Paroles de Gilets jaunes (Paris)

Samedi, 1 Décembre, 2018

Avenue des Champs Elysées, nous y étions. Petits échanges au hasard des rencontres. Autant le dire. Accueil chaleureux et respectueux pour l’équipe de l’Humanité. Tous se disent « écœurés par BFM » qui « veut uniquement des images de violence » ou se débrouille « pour faire parler les plus bêtes ». Nous avons rencontré et parlé avec plusieurs des manifestants. Il y a de la colère. De l’amertume. On y décèle la peur de l’avenir. De la méfiance à l’égard des politiques, des syndicats. Retrouvez leurs paroles sur le web et le facebook de l’Humanité. Reportage.
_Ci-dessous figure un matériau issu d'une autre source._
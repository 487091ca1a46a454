//! Field resolution across nested groups
//!
//! Conditions may reference any field of the record, whether it sits at the
//! top level or inside a group. Resolution therefore works on the flattened
//! tree rather than on siblings.

use mandatoryif_core::Field;

/// Flatten a field tree in pre-order: each field followed by its descendants
pub fn flatten(fields: &[Field]) -> Vec<&Field> {
    let mut result = Vec::new();
    collect(fields, &mut result);
    result
}

fn collect<'a>(fields: &'a [Field], result: &mut Vec<&'a Field>) {
    for field in fields {
        result.push(field);
        collect(&field.children, result);
    }
}

/// First field whose name matches exactly (case-sensitive)
pub fn find_field<'a>(flattened: &[&'a Field], name: &str) -> Option<&'a Field> {
    flattened.iter().copied().find(|field| field.name == name)
}
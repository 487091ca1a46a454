//! mandatoryIf Validator
//!
//! Checks that fields marked with `$mandatoryIf(...)` are filled in whenever
//! their condition holds.
//!
//! # Example
//!
//! ```rust
//! use mandatoryif_core::Field;
//! use mandatoryif_validator::{InstanceFieldsValidator, MandatoryIfValidator};
//!
//! let fields = vec![
//!     Field::new("User Type").with_description("$[Robot,User]").with_value("User"),
//!     Field::new("Address").with_description("$mandatoryIf(User Type=User)"),
//! ];
//!
//! let errors = MandatoryIfValidator::new().validate_instance_fields(&fields);
//! assert_eq!(errors.len(), 1);
//! assert_eq!(errors[0].field(), "Address");
//! ```

pub mod config;
pub mod error;
pub mod evaluator;
pub mod resolver;
pub mod validator;

pub use config::ValidatorConfig;
pub use error::{Result, ValidatorError};
pub use evaluator::ConditionEvaluator;
pub use validator::{InstanceFieldsValidator, MandatoryIfValidator, ValidationError};

// Re-export core types for convenience
pub use mandatoryif_core::{Condition, DirectiveParser, Field, Operator, Record};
Les Champs Elysées, 10h du matin samedi 1er décembre. La plus belle avenue du monde est sous très haute surveillance. Les magasins barricadés. Toutes les stations de métro – Etoile, Georges V, Champs-Elysées Clémenceau, Concorde, Argentine, Kléber… sont fermées « sur ordre de la préfecture » répète en boucle les hauts parleurs du métro. Barrages filtrants dans toutes les rues perpendiculaires qui mènent aux Champs. Beaucoup de Gilets jaunes se sont retrouvés sur les avenues qui aboutissent en étoile à l’Arc de Triomphe. Les avenues Foch, Kleber, Mac Mahon ou Marceau sont jaunes de gilets portés par des manifestants venus le plus souvent d’Île-de-France, parfois d’un peu plus loin.
En couple, entre ami-e-s. Des petits groupes se forment. Ça discute sec. Des petites agoras spontanées qui se font et se défont. Damien, 29 ans, et Alison, 24 ans, viennent de Moselle. Ils ont un enfant de 5 ans. Ancien gardien de prison, « je gagnais 1500 euros, c’est pas mal, mais plus suffisant. Alors je suis devenu travailleur frontalier au Luxembourg ». Alison est auto-entrepreneuse dans le toilettage. Ils s’estiment pas trop mal dans l’échelle sociale mais voient bien qu’autour d’eux, leurs parents futurs retraités, leurs copains, « ça devient de plus en plus dur de joindre les deux bouts ». « L’essence augmente, mais aussi les péages, les timbres, les patates… Même acheter une fenêtre pour mieux isoler ta maison ça devient impossible ». Ils sont là « pour notre gosse, son avenir. Quel sera son avenir ? Les mômes sont à peine nés qu’ils sont déjà endettés ». Damien conclue : « les politiques sont déconnectés de la réalité. Ils ne savent même pas à combien est le Smic ».
Muriel, secrétaire, Rémi, pompier et Jean-Paul cheminot se connaissent depuis 5 minutes. Ils viennent de l’Essonne et de la Seine-et-Marne. Muriel a dû prendre un deuxième travail (vente à domicile) pour s’en sortir. Tous trois parlent de « ras le bol général. Dans nos campagnes, tout ferme : la poste, le centre des impôts. Tout se déshumanise, tout passe dans les mains du privé ». Pourquoi ne se sentent-ils pas représentés par « les corps intermédiaires » ? « Les syndicats ne nous écoutent pas. Les gouvernants non plus. Les politiques parlent un jargon pour qu’on ne comprenne pas. Mais on comprend très bien. Que je vote ou pas, ça change quoi ? Pourquoi n’y a-t-il pas la proportionnelle ? Pourquoi ne pas organiser davantage de référendum ? »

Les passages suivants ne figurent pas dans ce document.